First I'll sum up my intuitive (beginner) understanding of his deep-learning architecture. A short summary can be listened to on Coursera in the 5 minute video.

We start with several layers of autoencoder networks in an unsupervised fashion, to arrive to a good representation/compression of the problem itself. (Mind, compression is almost equivalent to intelligence, see for example the Hutter Prize).

Then we add the actual labels to the data, i.e. we start a gradient algorithm to tune the weights of our pre-trained network to arrive to a good prediction, in a supervised fashion.
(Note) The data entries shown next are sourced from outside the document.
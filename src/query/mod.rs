// src/query/mod.rs
//! # Query engine
//!
//! Free-text lookup over the knowledge base. One query in, one text block out.
//!
//! Matching runs in a fixed order and every branch accumulates:
//! 1. rules tree, depth-first in declaration order (leaf key or text);
//! 2. terminology (term or definition);
//! 3. scoring expansion: first declared scoring keyword found in the query;
//! 4. team rules expansion: same, independently.
//!
//! All tests are case-insensitive substring containment. The empty query is
//! contained in everything, so it returns every entry plus nothing from the
//! keyword table (no keyword is a substring of "").

pub mod error;

pub use error::QueryError;

use crate::config::consts::{NO_MATCH, RESULT_SEP};
use crate::core::text::{capitalize, contains_ci, lower};
use crate::kb::{self, KeywordRule, RuleNode, Section, Term, MAX_DEPTH};

/// Read-only view over a rules tree, a term list and a keyword table.
#[derive(Clone, Copy, Debug)]
pub struct QueryEngine {
    rules: &'static RuleNode,
    terms: &'static [Term],
    keywords: &'static [KeywordRule],
}

impl Default for QueryEngine {
    fn default() -> Self {
        Self::new(kb::rules(), kb::terms(), kb::keywords())
    }
}

impl QueryEngine {
    pub fn new(
        rules: &'static RuleNode,
        terms: &'static [Term],
        keywords: &'static [KeywordRule],
    ) -> Self {
        Self { rules, terms, keywords }
    }

    /// Every match, in order, as separate result blocks.
    pub fn matches(&self, query: &str) -> Vec<String> {
        let needle = lower(query);
        let mut out = Vec::new();

        let mut path: Vec<&str> = Vec::with_capacity(MAX_DEPTH);
        collect_rules(self.rules, &needle, &mut path, &mut out);

        for t in self.terms {
            if kb::term_matches(t, &needle) {
                out.push(format!("Term: {} - {}", t.term, t.definition));
            }
        }

        for section in Section::ALL {
            if let Some(block) = self.expand(section, &needle) {
                out.push(block);
            }
        }
        out
    }

    /// Formatted result for `query`, or the no-match message.
    pub fn search(&self, query: &str) -> String {
        render(&self.matches(query))
    }

    /// First declared keyword for `section` that occurs in the query.
    pub fn trigger(&self, section: Section, needle_lower: &str) -> Option<&'static str> {
        self.keywords
            .iter()
            .filter(|k| k.section == section)
            .find(|k| needle_lower.contains(k.keyword))
            .map(|k| k.keyword)
    }

    fn expand(&self, section: Section, needle_lower: &str) -> Option<String> {
        self.trigger(section, needle_lower)?;
        let node = self.rules.get(section.key())?;
        // Plain strings and ordered maps only; serialization cannot fail.
        let json = serde_json::to_string_pretty(node).ok()?;
        Some(join!(section.label(), " ", &json))
    }
}

// Leaves match on their own key or their text; groups are always descended.
fn collect_rules<'a>(
    node: &'a RuleNode,
    needle: &str,
    path: &mut Vec<&'a str>,
    out: &mut Vec<String>,
) {
    for (key, child) in node.entries() {
        path.push(*key);
        match child {
            RuleNode::Leaf(text) => {
                if contains_ci(*key, needle) || contains_ci(text, needle) {
                    out.push(format!("{}: {}", format_path(path), text));
                }
            }
            RuleNode::Section(_) if path.len() < MAX_DEPTH => {
                collect_rules(child, needle, path, out);
            }
            RuleNode::Section(_) => {}
        }
        path.pop();
    }
}

fn format_path(path: &[&str]) -> String {
    path.iter().map(|k| capitalize(k)).collect::<Vec<_>>().join(" - ")
}

/// Blank-line separated blocks, or the no-match message when there are none.
pub fn render(blocks: &[String]) -> String {
    if blocks.is_empty() { return s!(NO_MATCH); }
    blocks.join(RESULT_SEP)
}

/// `search` against the built-in knowledge base.
pub fn search(query: &str) -> String {
    QueryEngine::default().search(query)
}

/// Boundary entry point: an absent query is rejected, never coerced to "".
pub fn search_input(query: Option<&str>) -> Result<String, QueryError> {
    query.map(search).ok_or(QueryError::MissingQuery)
}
This is helpful because we started gradient training from a network which is already good at representing the problem, so we have less chance to get stuck in a simplistic local optima as simple multilayer networks do.

Why does using stochastic activation functions help in the whole process? We could do the same (with the same intuition above, at least) with deterministic autoencoder networks too, then applying gradient.


Intuitively it's because you don't want your auto-encoder to learn what is exactly in your training dataset, but you want it to learn what it is alike.

Failling to use a strategy to learn what is around your training dataset will lead to overfitting.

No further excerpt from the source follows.